▶ [SUPPLIED DATA]:
——
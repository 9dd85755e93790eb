use std::io;

pub type Result<T> = std::result::Result<T, Error>;

/// Crate-wide error taxonomy. Each variant corresponds to one of the error
/// kinds enumerated for the pipeline: transient I/O is handled internally and
/// never constructs one of these, everything else surfaces here.
#[derive(Debug, thiserror::Error)]
pub enum Error {
    #[error("no space left in nvtable (requested {requested} bytes, {available} available)")]
    OutOfSpace { requested: usize, available: usize },

    #[error("protocol error: {reason}")]
    Protocol { reason: String },

    #[error("persisted state mismatch for {source_id}: {reason}")]
    PersistStateMismatch { source_id: String, reason: String },

    #[error("pattern database load failed ({file}:{line}): {reason}")]
    PatternDbLoad {
        file: String,
        line: usize,
        reason: String,
    },

    #[error("matcher compile failed at position {position} in `{pattern}`: {reason}")]
    MatcherCompile {
        pattern: String,
        position: usize,
        reason: String,
    },

    #[error("template compile failed at position {position} in `{template}`: {reason}")]
    TemplateCompile {
        template: String,
        position: usize,
        reason: String,
    },

    #[error("name too long: {0} bytes (max 255)")]
    NameTooLong(usize),

    #[error("handle space exhausted (max 65535 names)")]
    HandleSpaceExhausted,

    #[error(transparent)]
    Transport(#[from] io::Error),

    #[error("tls error: {0}")]
    Tls(#[from] openssl::error::ErrorStack),

    #[error("tls handshake/io error: {0}")]
    TlsSsl(#[from] openssl::ssl::Error),

    #[error("regex compile failed: {0}")]
    Regex(#[from] regex::Error),

    #[error("xml error: {0}")]
    Xml(#[from] quick_xml::Error),
}
//! `LogSource`/`LogReader`: the per-source read loop tying a
//! [`crate::proto::LogProto`] to window-based flow control, hostname
//! mangling, timestamp defaulting, and `LogMessage` construction.
//!
//! The original's GLib `prepare/check/dispatch` quartet is replaced, per
//! §4.8/§11, with a portable `readiness()`/`on_ready()` pair: a driving
//! event loop (out of scope here) asks for a [`Readiness`] descriptor and,
//! once the fd is ready, calls `on_ready()` and inspects the returned
//! [`ReadOutcome`] to decide whether to poll again immediately.

use std::os::unix::io::RawFd;
use std::sync::atomic::{AtomicI64, Ordering};
use std::time::{Duration, Instant};

use crate::logmsg::{builtin, LogMessage, MsgFlags};
use crate::logstamp::LogStamp;
use crate::proto::{FetchedMessage, LogProto, ProtoStatus};

/// Poll interest a [`LogReader`] wants the driving event loop to wait for.
#[derive(Debug, Clone, Copy, PartialEq, Eq)]
pub enum Interest {
    Readable,
    Writable,
}

/// What a [`LogReader`] wants from the driving event loop before its next
/// `on_ready()` has a chance of making progress.
#[derive(Debug, Clone, Copy)]
pub struct Readiness {
    pub fd: RawFd,
    pub interest: Interest,
    pub deadline: Option<Instant>,
}

/// Whether the driving loop should call `on_ready()` again immediately
/// (more buffered data may already be available) or wait for the next
/// readiness notification.
#[derive(Debug, Clone, Copy, PartialEq, Eq)]
pub enum ReadOutcome {
    PollAgain,
    Wait,
    Eof,
}

/// Atomic window counter: one instance shared (via `Arc`) between a source
/// and the ack callbacks it hands downstream. Decremented on every enqueued
/// message, incremented on every ack; `free_to_send` gates further reads
/// while it's at zero. `i64` rather than the option's native `gint` so the
/// increment-from-zero wakeup edge (`0 -> 1`) is detectable without a
/// separate dirty flag.
#[derive(Debug)]
pub struct WindowCounter {
    value: AtomicI64,
}

impl WindowCounter {
    pub fn new(init_window_size: i64) -> Self {
        WindowCounter {
            value: AtomicI64::new(init_window_size),
        }
    }

    pub fn free_to_send(&self) -> bool {
        self.value.load(Ordering::Acquire) > 0
    }

    /// Call once per message handed to the window (i.e. once per `fetch`
    /// that produced a message). Never goes negative: an over-send is a
    /// caller bug, not a condition this counter tries to paper over.
    pub fn consume(&self) {
        let prev = self.value.fetch_sub(1, Ordering::AcqRel);
        debug_assert!(prev > 0, "window_size went negative");
    }

    /// Returns `true` if this ack just transitioned the counter from zero
    /// to non-zero — the edge that should wake a sleeping reader.
    pub fn ack(&self) -> bool {
        let prev = self.value.fetch_add(1, Ordering::AcqRel);
        prev == 0
    }

    pub fn value(&self) -> i64 {
        self.value.load(Ordering::Acquire)
    }
}

#[derive(Debug, Clone, Copy, PartialEq, Eq)]
pub enum HostnameMode {
    Keep,
    Dns,
    DnsFqdn,
}

#[derive(Debug, Clone)]
pub struct LogSourceOptions {
    pub init_window_size: i64,
    pub max_msg_size: usize,
    pub fetch_limit: usize,
    pub use_dns: bool,
    pub use_fqdn: bool,
    pub use_dns_cache: bool,
    pub normalize_hostnames: bool,
    pub keep_hostname: bool,
    pub chain_hostnames: bool,
    pub keep_timestamp: bool,
    pub follow_freq: Option<Duration>,
    pub local: bool,
    pub group_name: Option<String>,
}

impl Default for LogSourceOptions {
    fn default() -> Self {
        LogSourceOptions {
            init_window_size: 100,
            max_msg_size: 8192,
            fetch_limit: 10,
            use_dns: false,
            use_fqdn: false,
            use_dns_cache: true,
            normalize_hostnames: false,
            keep_hostname: true,
            chain_hostnames: false,
            keep_timestamp: true,
            follow_freq: None,
            local: false,
            group_name: None,
        }
    }
}

/// The local machine's hostname, for sources with no network peer (file
/// tails, internal events) run with `LogSourceOptions::local` set.
fn local_hostname() -> String {
    gethostname::gethostname().to_string_lossy().into_owned()
}

/// Resolves an incoming peer address to a hostname string per
/// §4.8's hostname-mangling options. DNS resolution itself is a blocking
/// syscall in the real world and is out of this crate's scope to perform
/// against a live resolver inside a cooperative event loop; this function
/// implements the *shape* of the mangling (format selection, chaining,
/// local-group prefixing) and accepts a pre-resolved name when DNS is
/// requested, falling back to the address's textual form otherwise.
pub fn mangle_hostname(
    raw_addr: Option<&str>,
    resolved_name: Option<&str>,
    previous_host: Option<&str>,
    options: &LogSourceOptions,
) -> (String, String) {
    let original = raw_addr.unwrap_or("").to_string();

    let mut effective = if options.keep_hostname {
        original.clone()
    } else if options.use_dns {
        let name = resolved_name.unwrap_or(&original);
        if options.use_fqdn {
            name.to_string()
        } else {
            name.split('.').next().unwrap_or(name).to_string()
        }
    } else {
        original.clone()
    };

    if options.normalize_hostnames {
        effective = effective.to_ascii_lowercase();
    }

    if options.chain_hostnames {
        let prefix = if options.local {
            format!("{}@", options.group_name.as_deref().unwrap_or("local"))
        } else {
            String::new()
        };
        let chained = match previous_host {
            Some(prev) if !prev.is_empty() => format!("{prev}/{effective}"),
            _ => format!("{prefix}{effective}"),
        };
        return (chained, original);
    }

    (effective, original)
}

/// Builds a fresh `LogMessage` from a fetched payload: sets `$MESSAGE`,
/// applies hostname mangling to `$HOST`/`$HOST_FROM`, and defaults the
/// stamp timestamp to the received time when the transport-level payload
/// carried none (§4.8's "Timestamp" rule). `received_stamp` models "now" so
/// callers (and tests) control it explicitly rather than this function
/// reading the wall clock, keeping it deterministic.
pub fn build_message(
    raw: &FetchedMessage,
    resolved_host: Option<&str>,
    previous_host: Option<&str>,
    parsed_stamp: Option<LogStamp>,
    received_stamp: LogStamp,
    local_zone_offset: i32,
    options: &LogSourceOptions,
) -> LogMessage {
    let msg = LogMessage::new_empty(options.max_msg_size.max(raw.bytes.len() + 256));
    let _ = msg.set_value(builtin::MESSAGE, b"MESSAGE", &raw.bytes);

    let addr_str = raw.source_addr.map(|a| a.to_string());
    let local_name;
    let addr_for_mangling = if addr_str.is_none() && options.local {
        local_name = local_hostname();
        Some(local_name.as_str())
    } else {
        addr_str.as_deref()
    };
    let (host, host_from) = mangle_hostname(addr_for_mangling, resolved_host, previous_host, options);
    if !host.is_empty() {
        let _ = msg.set_value(builtin::HOST, b"HOST", host.as_bytes());
        let _ = msg.set_value(builtin::HOST_FROM, b"HOST_FROM", host_from.as_bytes());
        if options.chain_hostnames {
            msg.set_flags(MsgFlags::CHAINED_HOSTNAME);
        }
    }
    if let Some(addr) = &addr_str {
        msg.set_source_addr(addr.clone());
    }

    msg.set_timestamp(crate::logmsg::LM_TS_RECVD, received_stamp);
    let stamp = if options.keep_timestamp {
        match parsed_stamp {
            Some(mut s) => {
                if s.zone_offset == crate::logstamp::ZONE_OFFSET_UNKNOWN {
                    s.zone_offset = local_zone_offset;
                }
                s
            }
            None => received_stamp,
        }
    } else {
        received_stamp
    };
    msg.set_timestamp(crate::logmsg::LM_TS_STAMP, stamp);

    msg
}

/// Ties a [`LogProto`] to window-based flow control and exposes the
/// portable readiness/on_ready interface the driving event loop uses.
pub struct LogReader<P: LogProto> {
    proto: P,
    window: std::sync::Arc<WindowCounter>,
    fd: RawFd,
    options: LogSourceOptions,
    fetch_count_this_round: usize,
    immediate_check: bool,
}

impl<P: LogProto> LogReader<P> {
    pub fn new(proto: P, fd: RawFd, window: std::sync::Arc<WindowCounter>, options: LogSourceOptions) -> Self {
        LogReader {
            proto,
            window,
            fd,
            options,
            fetch_count_this_round: 0,
            immediate_check: true,
        }
    }

    pub fn window(&self) -> &std::sync::Arc<WindowCounter> {
        &self.window
    }

    /// `prepare` in the original. The timeout governs follow-mode polling
    /// when the underlying fd itself never becomes independently readable
    /// (e.g. a file tail with no inotify wiring); `immediate_check` forces
    /// a zero timeout exactly once after construction so the reader drains
    /// anything already resident (e.g. a resumed file) before blocking.
    pub fn readiness(&mut self) -> Readiness {
        let deadline = if self.immediate_check {
            self.immediate_check = false;
            Some(Instant::now())
        } else {
            self.options.follow_freq.map(|d| Instant::now() + d)
        };
        Readiness {
            fd: self.fd,
            interest: Interest::Readable,
            deadline,
        }
    }

    /// `check + dispatch` fused: pulls up to `fetch_limit` messages (or
    /// until the window closes), returning the batch plus whether the
    /// caller should poll again immediately.
    pub fn on_ready(&mut self) -> crate::Result<(Vec<FetchedMessage>, ReadOutcome)> {
        let mut batch = Vec::new();
        self.fetch_count_this_round = 0;

        loop {
            if !self.window.free_to_send() {
                return Ok((batch, ReadOutcome::Wait));
            }
            if self.fetch_count_this_round >= self.options.fetch_limit {
                return Ok((batch, ReadOutcome::PollAgain));
            }
            let (msg, status) = self.proto.fetch()?;
            if let Some(m) = msg {
                self.fetch_count_this_round += 1;
                self.window.consume();
                batch.push(m);
            }
            match status {
                ProtoStatus::Success => continue,
                ProtoStatus::WouldBlock => return Ok((batch, ReadOutcome::Wait)),
                ProtoStatus::Eof => return Ok((batch, ReadOutcome::Eof)),
            }
        }
    }

    pub fn preemptable(&self) -> bool {
        self.proto.preemptable()
    }

    pub fn proto_mut(&mut self) -> &mut P {
        &mut self.proto
    }
}

#[cfg(test)]
mod tests {
    use super::*;
    use crate::logstamp::ZONE_OFFSET_UNKNOWN;
    use crate::proto::{ProtoFlags, TextServerProto};
    use crate::transport::{FdTransport, TransportFlags};
    use std::io::Write as _;
    use std::sync::Arc;

    #[test]
    fn window_counter_blocks_at_zero_and_wakes_on_ack_edge() {
        let w = WindowCounter::new(1);
        assert!(w.free_to_send());
        w.consume();
        assert!(!w.free_to_send());
        let woke = w.ack();
        assert!(woke);
        assert!(w.free_to_send());
        w.consume();
        w.consume();
        let woke2 = w.ack();
        assert!(!woke2, "ack from -1 -> 0 should not be the wakeup edge");
    }

    #[test]
    fn mangle_hostname_keeps_by_default() {
        let opts = LogSourceOptions::default();
        let (host, from) = mangle_hostname(Some("10.0.0.1"), None, None, &opts);
        assert_eq!(host, "10.0.0.1");
        assert_eq!(from, "10.0.0.1");
    }

    #[test]
    fn mangle_hostname_chains_with_group_prefix_for_local() {
        let opts = LogSourceOptions {
            chain_hostnames: true,
            local: true,
            group_name: Some("workers".into()),
            keep_hostname: true,
            ..LogSourceOptions::default()
        };
        let (host, _) = mangle_hostname(Some("10.0.0.1"), None, None, &opts);
        assert_eq!(host, "workers@10.0.0.1");
        let (chained, _) = mangle_hostname(Some("10.0.0.2"), None, Some(&host), &opts);
        assert_eq!(chained, "workers@10.0.0.1/10.0.0.2");
    }

    #[test]
    fn build_message_defaults_stamp_to_received_when_unparsed() {
        let opts = LogSourceOptions::default();
        let raw = FetchedMessage {
            bytes: b"hello world".to_vec(),
            source_addr: None,
        };
        let received = LogStamp {
            secs: 1000,
            usecs: 0,
            zone_offset: 0,
        };
        let msg = build_message(&raw, None, None, None, received, 0, &opts);
        assert_eq!(msg.get_value(builtin::MESSAGE), b"hello world");
        assert_eq!(msg.timestamp(crate::logmsg::LM_TS_STAMP).secs, 1000);
    }

    #[test]
    fn build_message_falls_back_to_local_hostname_for_local_sources() {
        let opts = LogSourceOptions {
            local: true,
            ..LogSourceOptions::default()
        };
        let raw = FetchedMessage {
            bytes: b"internal event".to_vec(),
            source_addr: None,
        };
        let received = LogStamp { secs: 1, usecs: 0, zone_offset: 0 };
        let msg = build_message(&raw, None, None, None, received, 0, &opts);
        assert_eq!(msg.get_value(builtin::HOST), local_hostname().as_bytes());
    }

    #[test]
    fn build_message_fills_unknown_zone_offset_from_local() {
        let opts = LogSourceOptions::default();
        let raw = FetchedMessage {
            bytes: b"hi".to_vec(),
            source_addr: None,
        };
        let parsed = LogStamp {
            secs: 500,
            usecs: 0,
            zone_offset: ZONE_OFFSET_UNKNOWN,
        };
        let received = LogStamp {
            secs: 501,
            usecs: 0,
            zone_offset: 0,
        };
        let msg = build_message(&raw, None, None, Some(parsed), received, -3600, &opts);
        assert_eq!(msg.timestamp(crate::logmsg::LM_TS_STAMP).zone_offset, -3600);
    }

    #[test]
    fn reader_respects_window_and_fetch_limit() {
        let (read_end, write_end) = nix::unistd::pipe().unwrap();
        let mut write_file: std::fs::File = write_end.into();
        write_file.write_all(b"a\nb\nc\nd\n").unwrap();
        drop(write_file);
        let read_file: std::fs::File = read_end.into();
        let fd = std::os::unix::io::AsRawFd::as_raw_fd(&read_file);
        let transport = FdTransport::new(read_file, TransportFlags::default());
        let proto = TextServerProto::new(transport, 4096, ProtoFlags::default());
        let window = Arc::new(WindowCounter::new(2));
        let mut options = LogSourceOptions::default();
        options.fetch_limit = 10;
        let mut reader = LogReader::new(proto, fd, window.clone(), options);

        let (batch, outcome) = reader.on_ready().unwrap();
        assert_eq!(batch.len(), 2);
        assert_eq!(outcome, ReadOutcome::Wait);
        assert!(!window.free_to_send());
    }
}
——
▶ [THE TASK]:
Using the entries above, say how many lines include the word "address", with no other output.

▶ [ANSWER FOR THE TASK]:
2